Chi ama gli animali ricorderà le foto emozionanti di tanti cuccioli che venivano passati di mano in mano attraverso il filo spinato di una recinzione. Un’azione di militanti animalisti come mai prima era accaduto. Accadeva a Montichiari (Brescia) nel luglio 2012. Quel giorno l’Italia scoprì Green Hill, dove si allevavamo beagle da vendere alla sperimentazione animale. Venne poi un’inchiesta della magistratura, con sequestro dell’allevamento e dei cani. Un e-book del nostro giornalista Francesco Grignetti (Vita da cavia, e-letta edizioni digitali, euro 3,99) racconta come è finita quella storia. Con la Cassazione che rende definitive tre condanne e stabilisce un principio rivoluzionario nella sua semplicità: anche i cani allevati per un fine atroce quale la vivisezione, hanno diritto alla loro vita da cani. Ne anticipiamo un capitolo. 
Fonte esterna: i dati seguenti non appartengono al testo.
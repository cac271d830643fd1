//! The type universe.

use std::fmt;

use bitflags::bitflags;

/// Types assigned by inference.
///
/// Besides the concrete builtins there are *relaxed* types, produced by
/// literals before their use fixes a width, and error sentinels, which
/// absorb every rule they flow into.
#[derive(Copy, Clone, Eq, PartialEq, Hash, Debug)]
#[cfg_attr(feature = "serde", derive(serde::Serialize, serde::Deserialize))]
pub enum Type {
    Text,
    Char,
    Float32,
    Float64,
    Int8,
    Int16,
    Int32,
    Int64,
    /// Platform-native signed integer.
    Int,
    Uint8,
    Uint16,
    Uint32,
    Uint64,
    /// Platform-native unsigned integer.
    Uint,
    Empty,
    /// Value of a procedure-valued expression.
    Procedure,

    // Relaxed
    /// Decimal integer literal: fits any numeric kind.
    InferredNumber,
    InferredFloat,
    InferredSigned,
    InferredUnsigned,

    // Errors
    /// Not visited yet.
    Uninferred,
    /// Name lookup failed.
    Unresolved,
    /// No valid promotion or conversion exists.
    Uncastable,
}

bitflags! {
    #[derive(Copy, Clone, Eq, PartialEq, Hash, Debug)]
    pub struct TypeFlags: u8 {
        const NUMERIC = 1 << 0;
        const FLOAT = 1 << 1;
        const SIGNED = 1 << 2;
        const UNSIGNED = 1 << 3;
        const RELAXED = 1 << 4;
        const ERROR = 1 << 5;
    }
}

impl Type {
    /// Every type, for exhaustive tests and property generators.
    pub const ALL: [Type; 23] = [
        Type::Text,
        Type::Char,
        Type::Float32,
        Type::Float64,
        Type::Int8,
        Type::Int16,
        Type::Int32,
        Type::Int64,
        Type::Int,
        Type::Uint8,
        Type::Uint16,
        Type::Uint32,
        Type::Uint64,
        Type::Uint,
        Type::Empty,
        Type::Procedure,
        Type::InferredNumber,
        Type::InferredFloat,
        Type::InferredSigned,
        Type::InferredUnsigned,
        Type::Uninferred,
        Type::Unresolved,
        Type::Uncastable,
    ];

    pub const fn flags(self) -> TypeFlags {
        const INT: TypeFlags = TypeFlags::NUMERIC.union(TypeFlags::SIGNED);
        const UINT: TypeFlags = TypeFlags::NUMERIC.union(TypeFlags::UNSIGNED);
        const FLOAT: TypeFlags = TypeFlags::NUMERIC.union(TypeFlags::FLOAT);
        match self {
            Type::Text | Type::Char | Type::Empty | Type::Procedure => TypeFlags::empty(),
            Type::Float32 | Type::Float64 => FLOAT,
            Type::Int8 | Type::Int16 | Type::Int32 | Type::Int64 | Type::Int => INT,
            Type::Uint8 | Type::Uint16 | Type::Uint32 | Type::Uint64 | Type::Uint => UINT,
            Type::InferredNumber => TypeFlags::NUMERIC.union(TypeFlags::RELAXED),
            Type::InferredFloat => FLOAT.union(TypeFlags::RELAXED),
            Type::InferredSigned => INT.union(TypeFlags::RELAXED),
            Type::InferredUnsigned => UINT.union(TypeFlags::RELAXED),
            Type::Uninferred | Type::Unresolved | Type::Uncastable => TypeFlags::ERROR,
        }
    }

    #[inline]
    pub const fn is_error(self) -> bool {
        self.flags().contains(TypeFlags::ERROR)
    }

    #[inline]
    pub const fn is_numeric(self) -> bool {
        self.flags().contains(TypeFlags::NUMERIC)
    }

    #[inline]
    pub const fn is_float(self) -> bool {
        self.flags().contains(TypeFlags::FLOAT)
    }

    #[inline]
    pub const fn is_signed(self) -> bool {
        self.flags().contains(TypeFlags::SIGNED)
    }

    #[inline]
    pub const fn is_unsigned(self) -> bool {
        self.flags().contains(TypeFlags::UNSIGNED)
    }

    #[inline]
    pub const fn is_relaxed(self) -> bool {
        self.flags().contains(TypeFlags::RELAXED)
    }

    /// Integer of either signedness, relaxed or concrete.
    #[inline]
    pub const fn is_integer(self) -> bool {
        self.is_numeric() && !self.is_float()
    }

    /// Rank in the promotion width order. Only meaningful for numerics.
    pub const fn width_rank(self) -> u8 {
        match self {
            Type::InferredNumber => 0,
            Type::InferredFloat | Type::InferredSigned | Type::InferredUnsigned => 1,
            Type::Int8 | Type::Uint8 => 2,
            Type::Int16 | Type::Uint16 => 3,
            Type::Int32 | Type::Uint32 | Type::Float32 => 4,
            Type::Int64 | Type::Uint64 | Type::Float64 => 5,
            Type::Int | Type::Uint => 6,
            _ => 0,
        }
    }

    /// The signed type of the same width as an unsigned one.
    pub const fn to_signed(self) -> Type {
        match self {
            Type::Uint8 => Type::Int8,
            Type::Uint16 => Type::Int16,
            Type::Uint32 => Type::Int32,
            Type::Uint64 => Type::Int64,
            Type::Uint => Type::Int,
            Type::InferredUnsigned | Type::InferredNumber => Type::InferredSigned,
            other => other,
        }
    }

    /// Builtin type spelled `name` in source.
    pub fn from_name(name: &str) -> Option<Type> {
        Some(match name {
            "text" => Type::Text,
            "char" => Type::Char,
            "float32" => Type::Float32,
            "float64" => Type::Float64,
            "int8" => Type::Int8,
            "int16" => Type::Int16,
            "int32" => Type::Int32,
            "int64" => Type::Int64,
            "int" => Type::Int,
            "uint8" => Type::Uint8,
            "uint16" => Type::Uint16,
            "uint32" => Type::Uint32,
            "uint64" => Type::Uint64,
            "uint" => Type::Uint,
            "empty" => Type::Empty,
            _ => return None,
        })
    }

    pub const fn as_str(self) -> &'static str {
        match self {
            Type::Text => "text",
            Type::Char => "char",
            Type::Float32 => "float32",
            Type::Float64 => "float64",
            Type::Int8 => "int8",
            Type::Int16 => "int16",
            Type::Int32 => "int32",
            Type::Int64 => "int64",
            Type::Int => "int",
            Type::Uint8 => "uint8",
            Type::Uint16 => "uint16",
            Type::Uint32 => "uint32",
            Type::Uint64 => "uint64",
            Type::Uint => "uint",
            Type::Empty => "empty",
            Type::Procedure => "procedure",
            Type::InferredNumber => "{number}",
            Type::InferredFloat => "{float}",
            Type::InferredSigned => "{signed}",
            Type::InferredUnsigned => "{unsigned}",
            Type::Uninferred => "<uninferred>",
            Type::Unresolved => "<unresolved>",
            Type::Uncastable => "<uncastable>",
        }
    }
}

impl fmt::Display for Type {
    fn fmt(&self, f: &mut fmt::Formatter<'_>) -> fmt::Result {
        f.write_str(self.as_str())
    }
}
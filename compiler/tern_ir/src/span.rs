//! Byte-offset source spans.

use std::fmt;

/// Half-open byte range `start..end` in the source text.
#[derive(Copy, Clone, Eq, PartialEq, Hash, Default)]
#[cfg_attr(feature = "serde", derive(serde::Serialize, serde::Deserialize))]
pub struct Span {
    pub start: u32,
    pub end: u32,
}

impl Span {
    /// Span of synthesized nodes with no source text.
    pub const DUMMY: Span = Span { start: 0, end: 0 };

    #[inline]
    pub const fn new(start: u32, end: u32) -> Self {
        Span { start, end }
    }

    #[inline]
    pub const fn len(&self) -> u32 {
        self.end - self.start
    }

    #[inline]
    pub const fn is_empty(&self) -> bool {
        self.start == self.end
    }

    #[inline]
    pub fn is_dummy(self) -> bool {
        self == Self::DUMMY
    }

    /// Smallest span covering both. A dummy side is ignored.
    #[inline]
    #[must_use]
    pub fn cover(self, other: Span) -> Span {
        if self.is_dummy() {
            return other;
        }
        if other.is_dummy() {
            return self;
        }
        Span {
            start: self.start.min(other.start),
            end: self.end.max(other.end),
        }
    }
}

impl fmt::Debug for Span {
    fn fmt(&self, f: &mut fmt::Formatter<'_>) -> fmt::Result {
        write!(f, "{}..{}", self.start, self.end)
    }
}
«…Nei quattro capannoni di Green Hill non c’è traccia di aree di isolamento per garantire il riposo dei cani. La legge, al riguardo, è particolarmente attenta. Sulla carta, un allevamento è un luogo (quasi) idilliaco: considerando che la presenza di molti animali in un luogo ristretto è fattore intrinseco di disturbo, e che il cane al pari di tutti gli animali ha bisogno di isolarsi e di riposare, si prescrivono aree di isolamento, dove l’animale sia protetto da qualsiasi fonte di rumore intenso, considerando persino i suoni ad alta frequenza non udibili dall’orecchio umano.  
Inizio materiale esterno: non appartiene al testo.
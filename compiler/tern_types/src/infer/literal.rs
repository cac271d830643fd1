//! Numeric literal scanning.
//!
//! The spelling picks the relaxed type: a `.` or exponent makes a float, a
//! leading `0` followed by more digits makes an octal (unsigned) integer,
//! anything else is a decimal integer usable as any numeric kind.

use std::fmt;
use std::num::IntErrorKind;

use crate::Type;

use super::LiteralValue;

#[derive(Copy, Clone, Eq, PartialEq, Debug)]
pub(crate) enum LiteralError {
    Empty,
    InvalidDigit { radix: u32 },
    InvalidFloat,
    TooLarge,
}

impl fmt::Display for LiteralError {
    fn fmt(&self, f: &mut fmt::Formatter<'_>) -> fmt::Result {
        match self {
            LiteralError::Empty => f.write_str("numeric literal has no digits"),
            LiteralError::InvalidDigit { radix: 8 } => f.write_str("invalid digit in octal literal"),
            LiteralError::InvalidDigit { .. } => f.write_str("invalid digit in numeric literal"),
            LiteralError::InvalidFloat => f.write_str("malformed floating-point literal"),
            LiteralError::TooLarge => f.write_str("numeric literal does not fit in 64 bits"),
        }
    }
}

pub(crate) fn scan_number(text: &str) -> Result<(Type, LiteralValue), LiteralError> {
    let digits: String = text.chars().filter(|&c| c != '_').collect();
    if digits.is_empty() {
        return Err(LiteralError::Empty);
    }

    if digits.contains(|c: char| matches!(c, '.' | 'e' | 'E')) {
        let value: f64 = digits.parse().map_err(|_| LiteralError::InvalidFloat)?;
        if !value.is_finite() {
            return Err(LiteralError::TooLarge);
        }
        return Ok((Type::InferredFloat, LiteralValue::Float(value)));
    }

    let (ty, radix, body) = match digits.strip_prefix('0') {
        Some(rest) if !rest.is_empty() => (Type::InferredUnsigned, 8, rest),
        _ => (Type::InferredNumber, 10, digits.as_str()),
    };
    let value = u64::from_str_radix(body, radix).map_err(|e| match e.kind() {
        IntErrorKind::PosOverflow => LiteralError::TooLarge,
        _ => LiteralError::InvalidDigit { radix },
    })?;
    Ok((ty, LiteralValue::Integer(value)))
}
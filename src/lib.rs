//! # kxo
//!
//! A pool of tic-tac-toe games played automatically between two engines.
//! A periodic ticker folds per-player CPU load and runs a dispatch pass that
//! hands every owed move to a worker pool. Workers apply moves under a
//! per-game lock and publish compact 2-byte records to a bounded event
//! queue, which a single reader drains through a [`arena::Session`].
//!
//! ## Layout
//! - [`games::tictactoe`]: board, players and win detection
//! - [`engine`]: the MCTS (player A) and negamax (player B) move selectors
//! - [`cache`]: Zobrist keys and the shared position cache
//! - [`table`]: the game pool, per-game locks and the decided counter
//! - [`events`]: the byte-oriented event queue
//! - [`load`]: fixed-point load averages
//! - [`control`]: the display / resume / stop flags
//! - [`dispatch`], [`ticker`], [`arena`]: scheduling and session lifecycle
//! - [`viewer`]: stream decoding and board rendering for the `kxo` binary

pub mod arena;
pub mod cache;
pub mod config;
pub mod control;
pub mod dispatch;
pub mod engine;
pub mod error;
pub mod events;
pub mod games;
pub mod load;
pub mod stats;
pub mod table;
pub mod ticker;
pub mod viewer;

pub use arena::{Arena, Session};
pub use config::Config;
pub use error::{KxoError, Result};
pub use events::ReadMode;

/// The state of a game. Must be cloneable to be used in the MCTS.
/// `Send` and `Sync` are required so a search can be shared between threads.
pub trait GameState: Clone + Send + Sync {
    /// The type of a move in the game.
    type Move: Clone + Eq + std::hash::Hash + std::fmt::Debug + Send + Sync;
    /// The type identifying a side.
    type Player: Copy + Eq + std::fmt::Debug + Send + Sync;

    /// Returns a vector of all possible moves from the current state.
    fn get_possible_moves(&self) -> Vec<Self::Move>;
    /// Applies a move to the state, modifying it.
    fn make_move(&mut self, mv: &Self::Move);
    /// Returns true if the game is over.
    fn is_terminal(&self) -> bool;
    /// Returns the winner of the game, if any.
    /// `None` for a draw or if the game is not over.
    fn get_winner(&self) -> Option<Self::Player>;
    /// Returns the player whose turn it is to move.
    fn get_current_player(&self) -> Self::Player;
    /// Returns the opponent of `player`.
    fn other(player: Self::Player) -> Self::Player;
}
Si prescrive l’isolamento acustico della struttura di isolamento e persino la possibilità di introdurre un fondo sonoro quale musica dolce per attutire i rumori inevitabili. Il rumore continuo, infatti, è considerato dalla legge quale “fonte di importanti modifiche delle funzioni organiche, disturbi del comportamento e della fisiologia degli animali”. E così, quando si progettano i box chiusi per l’allevamento, va prevista la possibilità per l’animale di isolarsi o ripararsi temporaneamente. Bello. Si dev’essere orgogliosi in Italia di avere prodotto una legge così avanzata. Ma come per tutte le leggi, qui da noi c’è il problema non secondario di farle rispettare. 
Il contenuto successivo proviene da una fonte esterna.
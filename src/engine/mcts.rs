//! # Monte Carlo Tree Search Engine
//!
//! Player A's engine. Each call builds a fresh tree for the given position,
//! runs a fixed number of select / expand / playout / backpropagate rounds and
//! plays the most visited root move.
//!
//! Worker jobs already run in parallel across games, so a single search runs
//! its simulations sequentially. The tree still uses atomics and locks so a
//! search object can be shared between threads.

use super::{winning_move, MoveSelector};
use crate::cache::PositionCache;
use crate::games::tictactoe::{Board, Player, TicTacToeState};
use crate::GameState;
use parking_lot::Mutex;
use rand::{Rng, SeedableRng};
use rand_xoshiro::Xoshiro256PlusPlus;
use std::collections::HashMap;
use std::sync::atomic::{AtomicI32, AtomicU64, Ordering};
use std::sync::Arc;

/// Default exploration constant, sqrt(2).
pub const EXPLORATION: f64 = std::f64::consts::SQRT_2;

/// A node in the search tree.
struct Node<M: Clone + Eq + std::hash::Hash + Send + Sync> {
    /// Sum of rewards from the point of view of the player who moved into this node.
    wins: Mutex<f64>,
    /// Number of times this node has been visited.
    visits: AtomicI32,
    children: Mutex<HashMap<M, Arc<Node<M>>>>,
}

impl<M: Clone + Eq + std::hash::Hash + Send + Sync> Node<M> {
    fn new() -> Self {
        Node {
            wins: Mutex::new(0.0),
            visits: AtomicI32::new(0),
            children: Mutex::new(HashMap::new()),
        }
    }

    /// UCB1 score, balancing exploration and exploitation.
    ///
    /// # Arguments
    /// * `parent_visits` - The number of visits to the parent node.
    /// * `exploration` - A constant to tune the level of exploration.
    fn ucb1(&self, parent_visits: i32, exploration: f64) -> f64 {
        let visits = self.visits.load(Ordering::Relaxed);
        if visits == 0 {
            f64::INFINITY
        } else {
            let wins = *self.wins.lock();
            wins / visits as f64
                + exploration * ((parent_visits as f64).ln() / visits as f64).sqrt()
        }
    }
}

/// One tree search over any [`GameState`].
pub struct Mcts<S: GameState> {
    root: Arc<Node<S::Move>>,
    exploration: f64,
}

impl<S: GameState> Mcts<S> {
    pub fn new(exploration: f64) -> Self {
        Mcts {
            root: Arc::new(Node::new()),
            exploration,
        }
    }

    /// Runs `iterations` simulations from `state` and returns the most visited move.
    ///
    /// `None` when `state` has no legal move.
    pub fn search<R: Rng>(&self, state: &S, iterations: u32, rng: &mut R) -> Option<S::Move> {
        if state.get_possible_moves().is_empty() {
            return None;
        }
        for _ in 0..iterations.max(1) {
            self.run_simulation(state, rng);
        }
        let children = self.root.children.lock();
        children
            .iter()
            .max_by_key(|(_, node)| node.visits.load(Ordering::Relaxed))
            .map(|(mv, _)| mv.clone())
    }

    /// Visit counts of the root's children.
    pub fn root_visits(&self) -> HashMap<S::Move, i32> {
        self.root
            .children
            .lock()
            .iter()
            .map(|(mv, node)| (mv.clone(), node.visits.load(Ordering::Relaxed)))
            .collect()
    }

    fn run_simulation<R: Rng>(&self, state: &S, rng: &mut R) {
        let mut current_state = state.clone();
        let mut path: Vec<Arc<Node<S::Move>>> = vec![self.root.clone()];
        let mut current_node = self.root.clone();

        // Selection: walk down until a leaf.
        loop {
            let parent_visits = current_node.visits.load(Ordering::Relaxed);
            let mut children = current_node.children.lock();

            if children.is_empty() || current_state.is_terminal() {
                // Expansion
                if !current_state.is_terminal() {
                    for mv in current_state.get_possible_moves() {
                        children.insert(mv, Arc::new(Node::new()));
                    }
                }
                break;
            }

            let next = current_state
                .get_possible_moves()
                .iter()
                .filter_map(|m| children.get(m).map(|n| (m.clone(), n.clone())))
                .max_by(|(_, a), (_, b)| {
                    let a_ucb = a.ucb1(parent_visits, self.exploration);
                    let b_ucb = b.ucb1(parent_visits, self.exploration);
                    a_ucb.partial_cmp(&b_ucb).unwrap_or(std::cmp::Ordering::Equal)
                });
            drop(children);

            let Some((best_move, next_node)) = next else {
                break;
            };
            current_state.make_move(&best_move);
            current_node = next_node;
            path.push(current_node.clone());
        }

        // Playout
        let mut sim_state = current_state.clone();
        while !sim_state.is_terminal() {
            let moves = sim_state.get_possible_moves();
            if moves.is_empty() {
                break;
            }
            let mv = &moves[rng.random_range(0..moves.len())];
            sim_state.make_move(mv);
        }
        let winner = sim_state.get_winner();

        // Backpropagation: each node is scored for the player who moved into it.
        let mut to_move = current_state.get_current_player();
        for node in path.iter().rev() {
            node.visits.fetch_add(1, Ordering::Relaxed);
            let reward = match winner {
                Some(w) if w == to_move => 0.0,
                Some(_) => 1.0,
                None => 0.5,
            };
            *node.wins.lock() += reward;
            to_move = S::other(to_move);
        }
    }
}

/// Player A's move selector.
pub struct MctsEngine {
    iterations: u32,
    exploration: f64,
    seed: u64,
    searches: AtomicU64,
}

impl MctsEngine {
    pub fn new(iterations: u32, seed: u64) -> Self {
        Self {
            iterations,
            exploration: EXPLORATION,
            seed,
            searches: AtomicU64::new(0),
        }
    }
}

impl MoveSelector for MctsEngine {
    fn name(&self) -> &'static str {
        "mcts"
    }

    fn choose_move(&self, board: &Board, player: Player, _cache: &PositionCache) -> Option<usize> {
        let state = TicTacToeState::new(*board, player);
        if state.is_terminal() {
            return None;
        }
        if let Some(cell) =
            winning_move(board, player).or_else(|| winning_move(board, player.other()))
        {
            return Some(cell);
        }
        // Every search gets its own stream so concurrent games do not replay
        // the same playouts.
        let n = self.searches.fetch_add(1, Ordering::Relaxed);
        let mut rng =
            Xoshiro256PlusPlus::seed_from_u64(self.seed ^ n.wrapping_mul(0x9E37_79B9_7F4A_7C15));
        Mcts::<TicTacToeState>::new(self.exploration).search(&state, self.iterations, &mut rng)
    }
}

#[cfg(test)]
mod tests {
    use super::*;

    #[test]
    fn test_empty_board_returns_a_cell() {
        let engine = MctsEngine::new(200, 1);
        let cache = PositionCache::new(1);
        let cell = engine
            .choose_move(&Board::new(), Player::A, &cache)
            .unwrap();
        assert!(cell < 9);
    }

    #[test]
    fn test_takes_immediate_win() {
        let mut board = Board::new();
        board.place(0, Player::A);
        board.place(1, Player::A);
        board.place(4, Player::B);
        board.place(8, Player::B);
        let engine = MctsEngine::new(50, 3);
        let cache = PositionCache::new(1);
        assert_eq!(engine.choose_move(&board, Player::A, &cache), Some(2));
    }

    #[test]
    fn test_full_board_has_no_move() {
        let mut board = Board::new();
        for (cell, p) in [
            (0, Player::A),
            (1, Player::B),
            (2, Player::A),
            (3, Player::A),
            (4, Player::B),
            (5, Player::B),
            (6, Player::B),
            (7, Player::A),
            (8, Player::A),
        ] {
            board.place(cell, p);
        }
        let engine = MctsEngine::new(10, 0);
        let cache = PositionCache::new(1);
        assert_eq!(engine.choose_move(&board, Player::A, &cache), None);
    }

    #[test]
    fn test_blocks_opponent_line() {
        // B threatens 0-4-8 and A has no win, so A must take 8.
        let mut board = Board::new();
        board.place(0, Player::B);
        board.place(4, Player::B);
        board.place(1, Player::A);
        let engine = MctsEngine::new(10, 11);
        let cache = PositionCache::new(1);
        assert_eq!(engine.choose_move(&board, Player::A, &cache), Some(8));
    }

    #[test]
    fn test_root_visits_sum() {
        let mcts = Mcts::<TicTacToeState>::new(EXPLORATION);
        let mut rng = Xoshiro256PlusPlus::seed_from_u64(5);
        let state = TicTacToeState::new(Board::new(), Player::A);
        mcts.search(&state, 100, &mut rng);
        let total: i32 = mcts.root_visits().values().sum();
        // The first simulation only expands the root.
        assert_eq!(total, 99);
    }
}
“Nel caso in specie, all’interno dei capannoni la rumorosità dovuta all’abbaiare degli stessi cani era certamente elevata ed intensa, tanto che per accedervi era obbligatorio indossare tappi per le orecchie”, scrive il giudice. 

Ecco, alla faccia della legge, della musica dolce, e delle aree di isolamento, i capannoni di Green Hill erano un inferno rumorosissimo. Talmente alto era il rumore che i dipendenti, per potervi lavorare, dovevano mettersi i tappi per le orecchie. Ed era un problema così grande, il rumore assordante, che i capannoni erano stati isolati acusticamente. Già, perché anche se lontani e in campagna, i latrati disperati di 2639 beagle potevano scatenare proteste. Magari qualcuno dei concittadini di Montichiari poteva andare a lamentarsi in Comune. E allora, per tenere il rumore all’interno, la Marshall era stata costretta a spendere qualcosina. Ma null’altro. “E’ pacifica l’assoluta mancanza all’interno dei box di aree separate e chiuse destinate al riposo e all’isolamento”. Il cane non poteva mai, dicesi mai, sottrarsi al frastuono scatenato dall’abbaiare disperato nel capannone…».